In the early stages, technologies may be applied in clinical scenarios that are not entirely suitable. At this stage, investors should identify application scenarios that truly address clinical needs. As the technology matures, the corresponding application scenarios become more refined, thereby enhancing product value and expanding market potential.


Next is the commercial outlook, which mainly includes the status of clinical application scenarios, market size, competitive landscape, and business model.


The first point is the status of clinical application scenarios, namely whether this innovative product truly addresses clinical problems, whether it is the best solution currently available on the market, and whether it meets an essential clinical need.


The second point is market size, which requires data support. Such data include the total number of patients, the proportion of patients eligible for treatment with the product, post-treatment outcomes, whether patients receive care at large hospitals or small hospitals, the achievable market penetration rate of the product, and the presence of competitors, among other factors.


The third point is the competitive landscape, which primarily includes diagnostic and therapeutic approaches for innovative products, benchmarking of comparable measures, and product development progress.


The fourth point is the business model. The primary consideration is the product’s application scope—whether it is consumer-facing (ToC) or business-facing (ToB). Next, determine the paying party, such as hospitals, insurance companies, or individuals. Then, address clinical pricing, i.e., how the product should be priced. Finally, consider scalability costs, specifically whether the product can generate sustained and stable revenue.


Finally, the likelihood of success is evaluated primarily across three dimensions: product feasibility, team capabilities, and market potential.


The first factor is the feasibility of product realization. In short, this refers to whether an innovative product can successfully transition from the laboratory to the market, encompassing design outputs, prototyping, manufacturing, and compliance with regulatory requirements.


The second factor is team capability. First, can the team withstand pressure and ensure the company’s survival? Second, does the team possess innovation capabilities?

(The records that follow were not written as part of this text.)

use serde::{Deserialize, Serialize};

/// Placeholder for any optional upstream attribute that is missing or empty.
pub const NOT_AVAILABLE: &str = "Not Available";

/// Identifies one of the eight tracked form fields.
#[derive(Debug, Clone, Copy, PartialEq, Eq)]
pub enum FieldId {
    Latitude,
    Longitude,
    Country,
    State,
    City,
    PostalCode,
    Zone,
    IpAddress,
}

/// Static rendering and input policy for a form field.
pub struct FieldDescriptor {
    pub id: FieldId,
    pub label: &'static str,
    pub editable: bool,
}

/// The form layout. Order matters for rendering only; the completeness
/// check in [`EnrichmentRecord::is_complete`] does not depend on it.
pub const FIELDS: [FieldDescriptor; 8] = [
    FieldDescriptor { id: FieldId::Latitude, label: "Latitude", editable: true },
    FieldDescriptor { id: FieldId::Longitude, label: "Longitude", editable: true },
    FieldDescriptor { id: FieldId::Country, label: "Country", editable: false },
    FieldDescriptor { id: FieldId::State, label: "State", editable: false },
    FieldDescriptor { id: FieldId::City, label: "City", editable: false },
    FieldDescriptor { id: FieldId::PostalCode, label: "Postal Code", editable: false },
    FieldDescriptor { id: FieldId::Zone, label: "Zone", editable: false },
    FieldDescriptor { id: FieldId::IpAddress, label: "IP Address", editable: false },
];

/// The mutable record for one enrichment cycle. Serialized field names
/// match the persistence endpoint's expected payload.
#[derive(Debug, Clone, Default, PartialEq, Serialize, Deserialize)]
#[serde(rename_all = "camelCase")]
pub struct EnrichmentRecord {
    pub latitude: String,
    pub longitude: String,
    pub country: String,
    pub state: String,
    pub city: String,
    pub postal_code: String,
    pub zone: String,
    pub ip_address: String,
}

impl EnrichmentRecord {
    pub fn value(&self, id: FieldId) -> &str {
        match id {
            FieldId::Latitude => &self.latitude,
            FieldId::Longitude => &self.longitude,
            FieldId::Country => &self.country,
            FieldId::State => &self.state,
            FieldId::City => &self.city,
            FieldId::PostalCode => &self.postal_code,
            FieldId::Zone => &self.zone,
            FieldId::IpAddress => &self.ip_address,
        }
    }

    /// True only when every one of the eight fields is non-empty.
    pub fn is_complete(&self) -> bool {
        !self.latitude.is_empty()
            && !self.longitude.is_empty()
            && !self.country.is_empty()
            && !self.state.is_empty()
            && !self.city.is_empty()
            && !self.postal_code.is_empty()
            && !self.zone.is_empty()
            && !self.ip_address.is_empty()
    }

    /// Blanks the six fields derived from enrichment, keeping the
    /// coordinate inputs. Called at the start of each acquisition cycle.
    pub fn clear_derived(&mut self) {
        self.country.clear();
        self.state.clear();
        self.city.clear();
        self.postal_code.clear();
        self.zone.clear();
        self.ip_address.clear();
    }

    /// Copies the mapped subset of a resolved address into the record,
    /// substituting the sentinel for absent or empty attributes.
    pub fn apply_address(&mut self, addr: &ResolvedAddress) {
        self.country = or_sentinel(&addr.country);
        self.state = or_sentinel(&addr.state);
        self.city = or_sentinel(&addr.city);
        self.postal_code = or_sentinel(&addr.postcode);
        self.zone = or_sentinel(&addr.state_district);
    }
}

fn or_sentinel(value: &Option<String>) -> String {
    value
        .as_deref()
        .filter(|s| !s.is_empty())
        .map(str::to_string)
        .unwrap_or_else(|| NOT_AVAILABLE.to_string())
}

/// Structured address as returned by the reverse-geocoding service.
/// The upstream object is an open set; anything we don't use is ignored.
#[derive(Debug, Clone, Default, PartialEq, Deserialize)]
pub struct ResolvedAddress {
    pub suburb: Option<String>,
    pub city: Option<String>,
    pub county: Option<String>,
    pub state_district: Option<String>,
    pub state: Option<String>,
    pub postcode: Option<String>,
    pub country: Option<String>,
}

impl ResolvedAddress {
    /// One-line display form used by the address card and the map popup.
    /// Missing attributes render as empty, never as the sentinel.
    pub fn summary(&self) -> String {
        let part = |v: &Option<String>| v.clone().unwrap_or_default();
        format!(
            "{} {}, {}, {}, {}, {}, {}",
            part(&self.suburb),
            part(&self.city),
            part(&self.county),
            part(&self.state_district),
            part(&self.state),
            part(&self.postcode),
            part(&self.country),
        )
    }
}

/// Top-level reverse-geocoding response: either an error indicator or
/// an address object.
#[derive(Debug, Clone, Default, Deserialize)]
pub struct ReverseGeocodeResponse {
    #[serde(default)]
    pub error: Option<serde_json::Value>,
    #[serde(default)]
    pub address: Option<ResolvedAddress>,
}

#[derive(Debug, Clone, Deserialize)]
pub struct IpResponse {
    #[serde(default)]
    pub ip: Option<String>,
}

Since no one is born knowing how to operate a business—entrepreneurs all start from scratch—innovation is crucial. Finally, does the team have efficient execution skills to rapidly implement initiatives?


Finally, whether the team can demonstrate tolerance and understanding is crucial. Challenges are inevitable during the entrepreneurial journey, and divergences in corporate strategic direction often arise. Conflicts are particularly prone to emerge during profit distribution. In such circumstances, a team equipped with inclusivity and empathy can effectively resolve these disputes, thereby propelling the enterprise toward greater long-term success.


The third is the market. Everyone feels that the process of creating a product is the most difficult, so when they get the registration certificate from the NMPA, many people breathe a sigh of relief. However, in reality, this only completes two-thirds of the journey; the remaining one-third is even more challenging, which involves how to commercialize the product.


One of the core competencies is marketing, which involves laying the groundwork for sales channels, establishing a nationwide sales network, and assessing whether the team possesses long-term vision and strategic foresight in market positioning.


Subsequently, the focus shifts to building a sales system with a growth trajectory—specifically, how to ensure stable, long-term profitability once the product is officially launched. This is critical not only for the sustained production of the product but also serves as a key factor determining whether a startup can achieve long-term success.